Modifikasi dengan menambah 2,4 m panjang pada laras meriam, namun secara keseluruhan penambahan berat dibatasi hanya 454 kg.

“Panjang total tabung mampu meningkatkan volume ruang serta jangkauan tembakan”, kata Picatinny. “Itu, dikombinasikan dengan peningkatan tambahan pada propelan warisan, sehingga mampu meningkatkan jangkauan hingga beberapa kilometer”.

M777ER merupakan bagian dari proyek Extended Range Cannon Artillery (ERCA) untuk mengembangkan teknologi yang dapat memperpanjang jangkauan semua jenis artileri 155 mm. Ini termasuk proyektil meriam XM907 serta proyektil dipandu roket XM1113, proyektil supercharge XM654, autoloader, dan sistem pengendalian tembakan baru.
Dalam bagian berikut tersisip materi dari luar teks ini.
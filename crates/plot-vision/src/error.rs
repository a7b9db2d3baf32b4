//! Error types.

use std::path::PathBuf;

use thiserror::Error;

use crate::config::ConfigError;

/// Failures calling the LLM gateway.
#[derive(Debug, Clone, PartialEq, Eq, Error)]
pub enum VisionError {
    #[error("request to LLM gateway failed: {0}")]
    Transport(String),

    #[error("LLM gateway returned {status}: {message}")]
    Status { status: u16, message: String },

    /// 2xx response whose body is an `error` object instead of choices.
    #[error("LLM gateway error: {0}")]
    Upstream(String),

    #[error("invalid LLM gateway response: {0}")]
    Decode(String),
}

/// Failures of a single plot analysis. All of them are reported to the caller
/// as tool output, never as protocol faults.
#[derive(Debug, Error)]
pub enum AnalysisError {
    #[error("failed to read {}: {source}", .path.display())]
    Read {
        path: PathBuf,
        #[source]
        source: std::io::Error,
    },

    #[error(transparent)]
    Vision(#[from] VisionError),
}

/// Top-level service errors.
#[derive(Debug, Error)]
pub enum Error {
    #[error("config error: {0}")]
    Config(#[from] ConfigError),

    #[error(transparent)]
    Mcp(#[from] mcp::Error),
}

pub type Result<T> = std::result::Result<T, Error>;
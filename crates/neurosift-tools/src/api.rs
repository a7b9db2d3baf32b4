//! Remote tool catalog: descriptor types, the [`ToolsApi`] seam and its
//! reqwest implementation.

use std::collections::BTreeMap;
use std::future::Future;

use mcp::Tool;
use reqwest::{Client, RequestBuilder};
use serde::{Deserialize, Serialize};
use serde_json::{Map, Value};
use tracing::debug;

use crate::config::Config;
use crate::error::{ApiError, upstream_error};

/// A tool as published by the remote catalog.
#[derive(Debug, Clone, PartialEq, Deserialize, Serialize)]
pub struct ToolDescriptor {
    pub name: String,
    #[serde(default)]
    pub description: String,
    #[serde(default)]
    pub parameters: ParameterSchema,
}

/// JSON-schema object describing a tool's arguments.
#[derive(Debug, Clone, PartialEq, Deserialize, Serialize)]
pub struct ParameterSchema {
    #[serde(rename = "type", default = "object_type")]
    pub kind: String,
    #[serde(default)]
    pub required: Vec<String>,
    #[serde(default)]
    pub properties: BTreeMap<String, ParameterProperty>,
    /// Schema keywords not modelled above, passed through untouched.
    #[serde(flatten)]
    pub extra: Map<String, Value>,
}

impl Default for ParameterSchema {
    fn default() -> Self {
        Self {
            kind: object_type(),
            required: Vec::new(),
            properties: BTreeMap::new(),
            extra: Map::new(),
        }
    }
}

fn object_type() -> String {
    "object".to_string()
}

/// One argument field.
#[derive(Debug, Clone, PartialEq, Deserialize, Serialize)]
pub struct ParameterProperty {
    #[serde(rename = "type", default, skip_serializing_if = "Option::is_none")]
    pub kind: Option<Value>,
    #[serde(default)]
    pub description: String,
    #[serde(default, skip_serializing_if = "Option::is_none")]
    pub default: Option<Value>,
    #[serde(flatten)]
    pub extra: Map<String, Value>,
}

impl From<ToolDescriptor> for Tool {
    fn from(descriptor: ToolDescriptor) -> Self {
        Self {
            name: descriptor.name,
            description: descriptor.description,
            input_schema: serde_json::to_value(descriptor.parameters).unwrap_or(Value::Null),
        }
    }
}

/// HTTP boundary to the tool catalog.
pub trait ToolsApi: Send + Sync {
    /// `GET /tools`.
    fn fetch_tools(&self) -> impl Future<Output = Result<Vec<ToolDescriptor>, ApiError>> + Send;

    /// `POST /<tool>` with the arguments as JSON body; returns the response body.
    fn invoke(
        &self,
        tool: &str,
        arguments: &Map<String, Value>,
    ) -> impl Future<Output = Result<Value, ApiError>> + Send;
}

/// [`ToolsApi`] over reqwest.
#[derive(Debug, Clone)]
pub struct HttpToolsApi {
    client: Client,
    base_url: String,
}

impl HttpToolsApi {
    pub fn new(config: &Config) -> Self {
        Self::with_client(Client::new(), config)
    }

    pub fn with_client(client: Client, config: &Config) -> Self {
        Self {
            client,
            base_url: config.api_url.clone(),
        }
    }

    pub fn base_url(&self) -> &str {
        &self.base_url
    }

    fn endpoint(&self, path: &str) -> String {
        format!(
            "{}/{}",
            self.base_url.trim_end_matches('/'),
            path.trim_start_matches('/')
        )
    }

    async fn send(&self, request: RequestBuilder) -> Result<Value, ApiError> {
        let response = request
            .send()
            .await
            .map_err(|e| ApiError::Transport(e.to_string()))?;

        let status = response.status();
        let body = response
            .text()
            .await
            .map_err(|e| ApiError::Transport(e.to_string()))?;

        if !status.is_success() {
            return Err(ApiError::from_status(status.as_u16(), &body));
        }

        Ok(parse_body(body))
    }
}

/// JSON body if it parses, otherwise the raw text as a JSON string.
fn parse_body(body: String) -> Value {
    serde_json::from_str(&body).unwrap_or(Value::String(body))
}

impl ToolsApi for HttpToolsApi {
    async fn fetch_tools(&self) -> Result<Vec<ToolDescriptor>, ApiError> {
        let url = self.endpoint("tools");
        debug!(%url, "fetching tool catalog");

        let body = self.send(self.client.get(url)).await?;
        if let Some(message) = upstream_error(&body) {
            return Err(ApiError::Upstream(message.to_string()));
        }
        serde_json::from_value(body).map_err(|e| ApiError::Decode(e.to_string()))
    }

    async fn invoke(&self, tool: &str, arguments: &Map<String, Value>) -> Result<Value, ApiError> {
        let url = self.endpoint(tool);
        debug!(%url, "invoking tool");

        let body = self.send(self.client.post(url).json(arguments)).await?;
        if let Some(message) = upstream_error(&body) {
            return Err(ApiError::Upstream(message.to_string()));
        }
        Ok(body)
    }
}
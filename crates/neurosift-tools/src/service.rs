//! Dispatcher: the [`ToolService`] exposed over MCP.

use std::sync::Arc;

use mcp::{CallToolParams, CallToolResult, JsonRpcError, ServerInfo, Tool, ToolService};
use tracing::{error, warn};

use crate::api::ToolsApi;
use crate::registry::ToolRegistry;

pub const SERVER_NAME: &str = "neurosift-tools";
pub const SERVER_VERSION: &str = "1.0.0";

pub fn server_info() -> ServerInfo {
    ServerInfo::new(SERVER_NAME, SERVER_VERSION)
}

/// Proxies every catalog tool to `POST <api>/<tool>`.
pub struct NeurosiftTools<A> {
    api: Arc<A>,
    registry: ToolRegistry<A>,
}

impl<A: ToolsApi> NeurosiftTools<A> {
    pub fn new(api: A) -> Self {
        Self::from_shared(Arc::new(api))
    }

    pub fn from_shared(api: Arc<A>) -> Self {
        Self {
            registry: ToolRegistry::new(Arc::clone(&api)),
            api,
        }
    }

    pub fn registry(&self) -> &ToolRegistry<A> {
        &self.registry
    }
}

impl<A: ToolsApi> ToolService for NeurosiftTools<A> {
    async fn list_tools(&self) -> mcp::Result<Vec<Tool>> {
        let tools = self.registry.refresh().await.map_err(|e| {
            error!(error = %e, "error fetching tools");
            JsonRpcError::internal_error("Failed to fetch available tools")
        })?;

        Ok(tools.iter().cloned().map(Tool::from).collect())
    }

    async fn call_tool(&self, params: CallToolParams) -> mcp::Result<CallToolResult> {
        let Some(tool) = self.registry.lookup(&params.name).await else {
            return Err(JsonRpcError::method_not_found(format!("Unknown tool: {}", params.name)).into());
        };

        // Arguments are checked by the remote API, which owns the schema.
        let arguments = params.arguments.unwrap_or_default();

        match self.api.invoke(&tool.name, &arguments).await {
            Ok(payload) => Ok(CallToolResult::json(&payload)?),
            Err(e) => {
                warn!(tool = %tool.name, error = %e, "tool call failed");
                Ok(CallToolResult::error(format!("API error: {e}")))
            }
        }
    }
}
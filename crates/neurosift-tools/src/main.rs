use clap::Parser;
use mcp::Server;
use neurosift_tools::{
    API_URL_ENV, Config, DEFAULT_API_URL, HttpToolsApi, NeurosiftTools, Result, server_info,
};
use tracing::error;
use tracing_subscriber::EnvFilter;

#[derive(Parser)]
#[command(name = "neurosift-tools")]
#[command(about = "MCP server for the Neurosift agent tool catalog", long_about = None)]
#[command(version)]
struct Cli {
    /// Base URL of the tool catalog API
    #[arg(long, env = API_URL_ENV, default_value = DEFAULT_API_URL)]
    api_url: String,
}

#[tokio::main]
async fn main() {
    init_tracing();

    if let Err(e) = run().await {
        error!("{e}");
        std::process::exit(1);
    }
    std::process::exit(0);
}

async fn run() -> Result<()> {
    let cli = Cli::parse();
    let config = Config::new(cli.api_url)?;

    let api = HttpToolsApi::new(&config);
    let server = Server::new(server_info(), NeurosiftTools::new(api));
    server.serve_stdio().await?;

    Ok(())
}

/// Logs go to stderr; stdout carries protocol messages only.
fn init_tracing() {
    tracing_subscriber::fmt()
        .with_env_filter(EnvFilter::try_from_default_env().unwrap_or_else(|_| EnvFilter::new("info")))
        .with_writer(std::io::stderr)
        .with_ansi(false)
        .init();
}
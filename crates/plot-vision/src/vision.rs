//! Chat-completions client for the multimodal LLM gateway.

use std::future::Future;

use reqwest::Client;
use serde::{Deserialize, Serialize};
use serde_json::Value;
use tracing::debug;

use crate::config::{Config, REFERER};
use crate::error::VisionError;

#[derive(Debug, Clone, PartialEq, Serialize)]
pub struct ChatCompletionRequest {
    pub model: String,
    pub messages: Vec<ChatMessage>,
    pub max_tokens: u32,
}

#[derive(Debug, Clone, PartialEq, Serialize)]
pub struct ChatMessage {
    pub role: &'static str,
    pub content: MessageContent,
}

impl ChatMessage {
    pub fn system(text: impl Into<String>) -> Self {
        Self {
            role: "system",
            content: MessageContent::Text(text.into()),
        }
    }

    pub fn user(parts: Vec<ContentPart>) -> Self {
        Self {
            role: "user",
            content: MessageContent::Parts(parts),
        }
    }
}

#[derive(Debug, Clone, PartialEq, Serialize)]
#[serde(untagged)]
pub enum MessageContent {
    Text(String),
    Parts(Vec<ContentPart>),
}

#[derive(Debug, Clone, PartialEq, Serialize)]
#[serde(tag = "type", rename_all = "snake_case")]
pub enum ContentPart {
    Text { text: String },
    ImageUrl { image_url: ImageUrl },
}

impl ContentPart {
    pub fn text(text: impl Into<String>) -> Self {
        Self::Text { text: text.into() }
    }

    /// Inline PNG given as base64.
    pub fn png_base64(data: &str) -> Self {
        Self::ImageUrl {
            image_url: ImageUrl {
                url: format!("data:image/png;base64,{data}"),
            },
        }
    }
}

#[derive(Debug, Clone, PartialEq, Serialize)]
pub struct ImageUrl {
    pub url: String,
}

#[derive(Debug, Clone, Deserialize)]
pub struct ChatCompletionResponse {
    pub choices: Vec<Choice>,
}

#[derive(Debug, Clone, Deserialize)]
pub struct Choice {
    #[serde(default)]
    pub message: Option<ChoiceMessage>,
}

#[derive(Debug, Clone, Deserialize)]
pub struct ChoiceMessage {
    #[serde(default)]
    pub content: Option<String>,
}

impl ChatCompletionResponse {
    /// Decode a 2xx gateway body. A body carrying `error` instead of
    /// `choices` is the gateway reporting a provider failure.
    pub fn from_value(body: Value) -> Result<Self, VisionError> {
        if body.get("choices").is_none() {
            if let Some(message) = error_message(&body) {
                return Err(VisionError::Upstream(message));
            }
        }
        serde_json::from_value(body).map_err(|e| VisionError::Decode(e.to_string()))
    }

    /// Text of the first choice, if it is present and non-empty.
    pub fn first_text(&self) -> Option<&str> {
        self.choices
            .first()?
            .message
            .as_ref()?
            .content
            .as_deref()
            .filter(|text| !text.is_empty())
    }
}

/// HTTP boundary to the LLM gateway.
pub trait VisionApi: Send + Sync {
    fn complete(
        &self,
        request: &ChatCompletionRequest,
    ) -> impl Future<Output = Result<ChatCompletionResponse, VisionError>> + Send;
}

/// [`VisionApi`] for OpenRouter.
#[derive(Clone)]
pub struct OpenRouterClient {
    client: Client,
    api_key: String,
    endpoint: String,
}

impl OpenRouterClient {
    pub fn new(config: &Config) -> Self {
        Self::with_client(Client::new(), config)
    }

    pub fn with_client(client: Client, config: &Config) -> Self {
        Self {
            client,
            api_key: config.api_key.clone(),
            endpoint: config.endpoint.clone(),
        }
    }

    pub fn endpoint(&self) -> &str {
        &self.endpoint
    }
}

impl std::fmt::Debug for OpenRouterClient {
    fn fmt(&self, f: &mut std::fmt::Formatter<'_>) -> std::fmt::Result {
        f.debug_struct("OpenRouterClient")
            .field("endpoint", &self.endpoint)
            .finish_non_exhaustive()
    }
}

impl VisionApi for OpenRouterClient {
    async fn complete(
        &self,
        request: &ChatCompletionRequest,
    ) -> Result<ChatCompletionResponse, VisionError> {
        debug!(endpoint = %self.endpoint, model = %request.model, "requesting completion");

        let response = self
            .client
            .post(&self.endpoint)
            .bearer_auth(&self.api_key)
            .header("HTTP-Referer", REFERER)
            .json(request)
            .send()
            .await
            .map_err(|e| VisionError::Transport(e.to_string()))?;

        let status = response.status();
        let body = response
            .text()
            .await
            .map_err(|e| VisionError::Transport(e.to_string()))?;

        if !status.is_success() {
            return Err(VisionError::Status {
                status: status.as_u16(),
                message: extract_error_message(&body).unwrap_or_else(|| status.to_string()),
            });
        }

        let value = serde_json::from_str(&body).map_err(|e| VisionError::Decode(e.to_string()))?;
        ChatCompletionResponse::from_value(value)
    }
}

/// `error.message` or a bare `error` string from a gateway error body.
fn extract_error_message(body: &str) -> Option<String> {
    error_message(&serde_json::from_str::<Value>(body).ok()?)
}

fn error_message(body: &Value) -> Option<String> {
    let error = body.get("error")?;
    error
        .get("message")
        .and_then(Value::as_str)
        .or_else(|| error.as_str())
        .filter(|message| !message.is_empty())
        .map(str::to_string)
}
Pejabat Program menyebut tes berikutnya dari howitzer M777ER adalah untuk menentukan apakah dapat menangani daya dari amunisi baru karena kami bermaksud meningkatkan jangkauan antara 7 – 40 km. Jika tes tersebut berhasil, maka dapat digunakan sebagai evaluasi pengguna atau diperlukan modifikasi lainnya.

“Pengujian akan dilakukan pada bulan Juli 2017 dengan menggunakan “beberapa prototipe howitzer dan amunisi baru untuk membangun kepercayaan seperti yang kami dapatkan dari tes bulan November 2016, akan tetapi bukan merupakan upgrade lengkap untuk sistem baru tersebut”, menurut David Bound, kepala tim M777ER kepada IHS Jane.

Selanjutnya, sekitar bulan Juli 2018, Bound mengharapkan demonstrasi akhir akan sepenuhnya ditingkatkan dengan semua perangkat keras terbaru yang dimiliki Angkatan Bersenjata.

“Kami sedang berusaha untuk mendapatkan demonstran ini agar menjadi seperti howitzer yang diinginkan, dan memenuhi syarat untuk digunakan dilapangan seperti yang kita mau”, katanya.